### INPUT DATA

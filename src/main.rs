use std::path::PathBuf;
use std::sync::Mutex;

use anyhow::{Context, Result};
use clap::Parser;
use tracing_subscriber::EnvFilter;

use pitch_overlay::{run_batch, DnnDetector, DnnDetectorConfig, OverlayConfig, TracingSink};

/// Generate pitching overlays from a pitching sequence.
#[derive(Debug, Parser)]
#[command(version)]
struct Opts {
    /// Root directory containing one subdirectory per pitching sequence
    #[arg(short, long, default_value = "videos")]
    input_directory: PathBuf,

    /// Location of the ball-detection model (ONNX)
    #[arg(short, long)]
    model: PathBuf,

    /// Network input size
    #[arg(long, default_value_t = 416)]
    size: i32,

    /// IoU suppression threshold
    #[arg(long, default_value_t = 0.45)]
    iou: f32,

    /// Minimum detection confidence
    #[arg(long, default_value_t = 0.5)]
    score: f32,

    /// Minimum fraction of frames with an accepted detection per pitch
    #[arg(long, default_value_t = 0.2)]
    min_detections: f32,

    /// Write per-pitch `.dets` sidecars with the raw candidates
    #[arg(long)]
    dump_detections: bool,

    /// -v for per-pitch detail, -vv for per-frame detail
    #[arg(short, long, action = clap::ArgAction::Count)]
    verbose: u8,
}

fn main() -> Result<()> {
    let opts = Opts::parse();

    let default_level = match opts.verbose {
        0 => "info",
        1 => "debug",
        _ => "trace",
    };
    tracing_subscriber::fmt()
        .with_env_filter(
            EnvFilter::try_from_default_env().unwrap_or_else(|_| EnvFilter::new(default_level)),
        )
        .init();

    let detector = DnnDetector::new(&opts.model, DnnDetectorConfig::new(opts.size))
        .with_context(|| format!("loading detection model {}", opts.model.display()))?;
    let detector = Mutex::new(detector);

    let config = OverlayConfig {
        score_threshold: opts.score,
        iou_threshold: opts.iou,
        min_detection_ratio: opts.min_detections,
        dump_detections: opts.dump_detections,
    };

    let sink = TracingSink;

    let summary = run_batch(&opts.input_directory, &detector, &config, &sink)
        .with_context(|| format!("reading input root {}", opts.input_directory.display()))?;

    tracing::info!(
        "batch complete: {} written, {} already present, {} failed",
        summary.written,
        summary.skipped,
        summary.failed
    );

    Ok(())
}
use std::path::PathBuf;

use crate::error::Error;

/// Structured diagnostic events emitted by the pipeline components.
///
/// Components never log on their own; they hand events to a [`Sink`] and a
/// top-level collector decides how to render them. This keeps verbosity a
/// reporting concern, not an algorithmic one.
#[derive(Debug)]
pub enum Event {
    SequenceStarted {
        dir: PathBuf,
        index: usize,
        total: usize,
    },
    /// The overlay file already exists; nothing was read or written.
    SequenceSkipped { dir: PathBuf, output: PathBuf },
    SequenceFailed { dir: PathBuf, error: Error },
    PitchStarted { video: PathBuf },
    PitchSkipped { video: PathBuf, error: Error },
    /// One frame's inference call failed; counted as an absence.
    DetectorFailed {
        video: PathBuf,
        frame_index: usize,
        error: Error,
    },
    TrajectoryExtracted {
        video: PathBuf,
        frames: usize,
        detections: usize,
    },
    BackgroundUnavailable { video: PathBuf },
    FrameRenderFailed { frame_index: usize, error: Error },
    OutputWritten { output: PathBuf, frames: usize },
}

pub trait Sink: Send + Sync {
    fn event(&self, event: Event);
}

/// Default collector: renders events through `tracing`.
#[derive(Debug, Default)]
pub struct TracingSink;

impl Sink for TracingSink {
    fn event(&self, event: Event) {
        match event {
            Event::SequenceStarted { dir, index, total } => {
                tracing::info!("[{}/{}] processing {}", index, total, dir.display());
            }
            Event::SequenceSkipped { dir, output } => {
                tracing::info!(
                    "overlay {} already present, skipping {}",
                    output.display(),
                    dir.display()
                );
            }
            Event::SequenceFailed { dir, error } => {
                tracing::error!("sequence {} skipped: {}", dir.display(), error);
            }
            Event::PitchStarted { video } => {
                tracing::info!("tracking ball in {}", video.display());
            }
            Event::PitchSkipped { video, error } => {
                tracing::warn!("pitch {} skipped: {}", video.display(), error);
            }
            Event::DetectorFailed {
                video,
                frame_index,
                error,
            } => {
                tracing::debug!(
                    "detector failed on {} frame {}: {}",
                    video.display(),
                    frame_index,
                    error
                );
            }
            Event::TrajectoryExtracted {
                video,
                frames,
                detections,
            } => {
                tracing::debug!(
                    "{}: {} detections over {} frames",
                    video.display(),
                    detections,
                    frames
                );
            }
            Event::BackgroundUnavailable { video } => {
                tracing::warn!(
                    "background source {} unavailable, using blank canvas",
                    video.display()
                );
            }
            Event::FrameRenderFailed { frame_index, error } => {
                tracing::warn!("frame {} render failed: {}", frame_index, error);
            }
            Event::OutputWritten { output, frames } => {
                tracing::info!("wrote {} ({} frames)", output.display(), frames);
            }
        }
    }
}

#[cfg(test)]
pub(crate) mod test_sink {
    use std::sync::Mutex;

    use super::{Event, Sink};

    /// Test collector that records every event it receives.
    #[derive(Debug, Default)]
    pub struct CollectSink {
        pub events: Mutex<Vec<Event>>,
    }

    impl Sink for CollectSink {
        fn event(&self, event: Event) {
            self.events.lock().unwrap().push(event);
        }
    }
}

######

REQUIRED ACTION => All of the records must be repeated exactly.

EXERCISE RESULT =>
filename src/main.rs
use std::path::PathBuf;
use std::sync::Mutex;

use anyhow::{Context, Result};
use clap::Parser;
use tracing_subscriber::EnvFilter;

use pitch_overlay::{run_batch, DnnDetector, DnnDetectorConfig, OverlayConfig, TracingSink};

/// Generate pitching overlays from a pitching sequence.
#[derive(Debug, Parser)]
#[command(version)]
struct Opts {
    /// Root directory containing one subdirectory per pitching sequence
    #[arg(short, long, default_value = "videos")]
    input_directory: PathBuf,

    /// Location of the ball-detection model (ONNX)
    #[arg(short, long)]
    model: PathBuf,

    /// Network input size
    #[arg(long, default_value_t = 416)]
    size: i32,

    /// IoU suppression threshold
    #[arg(long, default_value_t = 0.45)]
    iou: f32,

    /// Minimum detection confidence
    #[arg(long, default_value_t = 0.5)]
    score: f32,

    /// Minimum fraction of frames with an accepted detection per pitch
    #[arg(long, default_value_t = 0.2)]
    min_detections: f32,

    /// Write per-pitch `.dets` sidecars with the raw candidates
    #[arg(long)]
    dump_detections: bool,

    /// -v for per-pitch detail, -vv for per-frame detail
    #[arg(short, long, action = clap::ArgAction::Count)]
    verbose: u8,
}

fn main() -> Result<()> {
    let opts = Opts::parse();

    let default_level = match opts.verbose {
        0 => "info",
        1 => "debug",
        _ => "trace",
    };
    tracing_subscriber::fmt()
        .with_env_filter(
            EnvFilter::try_from_default_env().unwrap_or_else(|_| EnvFilter::new(default_level)),
        )
        .init();

    let detector = DnnDetector::new(&opts.model, DnnDetectorConfig::new(opts.size))
        .with_context(|| format!("loading detection model {}", opts.model.display()))?;
    let detector = Mutex::new(detector);

    let config = OverlayConfig {
        score_threshold: opts.score,
        iou_threshold: opts.iou,
        min_detection_ratio: opts.min_detections,
        dump_detections: opts.dump_detections,
    };

    let sink = TracingSink;

    let summary = run_batch(&opts.input_directory, &detector, &config, &sink)
        .with_context(|| format!("reading input root {}", opts.input_directory.display()))?;

    tracing::info!(
        "batch complete: {} written, {} already present, {} failed",
        summary.written,
        summary.skipped,
        summary.failed
    );

    Ok(())
}
use std::path::PathBuf;

use crate::error::Error;

/// Structured diagnostic events emitted by the pipeline components.
///
/// Components never log on their own; they hand events to a [`Sink`] and a
/// top-level collector decides how to render them. This keeps verbosity a
/// reporting concern, not an algorithmic one.
#[derive(Debug)]
pub enum Event {
    SequenceStarted {
        dir: PathBuf,
        index: usize,
        total: usize,
    },
    /// The overlay file already exists; nothing was read or written.
    SequenceSkipped { dir: PathBuf, output: PathBuf },
    SequenceFailed { dir: PathBuf, error: Error },
    PitchStarted { video: PathBuf },
    PitchSkipped { video: PathBuf, error: Error },
    /// One frame's inference call failed; counted as an absence.
    DetectorFailed {
        video: PathBuf,
        frame_index: usize,
        error: Error,
    },
    TrajectoryExtracted {
        video: PathBuf,
        frames: usize,
        detections: usize,
    },
    BackgroundUnavailable { video: PathBuf },
    FrameRenderFailed { frame_index: usize, error: Error },
    OutputWritten { output: PathBuf, frames: usize },
}

pub trait Sink: Send + Sync {
    fn event(&self, event: Event);
}

/// Default collector: renders events through `tracing`.
#[derive(Debug, Default)]
pub struct TracingSink;

impl Sink for TracingSink {
    fn event(&self, event: Event) {
        match event {
            Event::SequenceStarted { dir, index, total } => {
                tracing::info!("[{}/{}] processing {}", index, total, dir.display());
            }
            Event::SequenceSkipped { dir, output } => {
                tracing::info!(
                    "overlay {} already present, skipping {}",
                    output.display(),
                    dir.display()
                );
            }
            Event::SequenceFailed { dir, error } => {
                tracing::error!("sequence {} skipped: {}", dir.display(), error);
            }
            Event::PitchStarted { video } => {
                tracing::info!("tracking ball in {}", video.display());
            }
            Event::PitchSkipped { video, error } => {
                tracing::warn!("pitch {} skipped: {}", video.display(), error);
            }
            Event::DetectorFailed {
                video,
                frame_index,
                error,
            } => {
                tracing::debug!(
                    "detector failed on {} frame {}: {}",
                    video.display(),
                    frame_index,
                    error
                );
            }
            Event::TrajectoryExtracted {
                video,
                frames,
                detections,
            } => {
                tracing::debug!(
                    "{}: {} detections over {} frames",
                    video.display(),
                    detections,
                    frames
                );
            }
            Event::BackgroundUnavailable { video } => {
                tracing::warn!(
                    "background source {} unavailable, using blank canvas",
                    video.display()
                );
            }
            Event::FrameRenderFailed { frame_index, error } => {
                tracing::warn!("frame {} render failed: {}", frame_index, error);
            }
            Event::OutputWritten { output, frames } => {
                tracing::info!("wrote {} ({} frames)", output.display(), frames);
            }
        }
    }
}

#[cfg(test)]
pub(crate) mod test_sink {
    use std::sync::Mutex;

    use super::{Event, Sink};

    /// Test collector that records every event it receives.
    #[derive(Debug, Default)]
    pub struct CollectSink {
        pub events: Mutex<Vec<Event>>,
    }

    impl Sink for CollectSink {
        fn event(&self, event: Event) {
            self.events.lock().unwrap().push(event);
        }
    }
}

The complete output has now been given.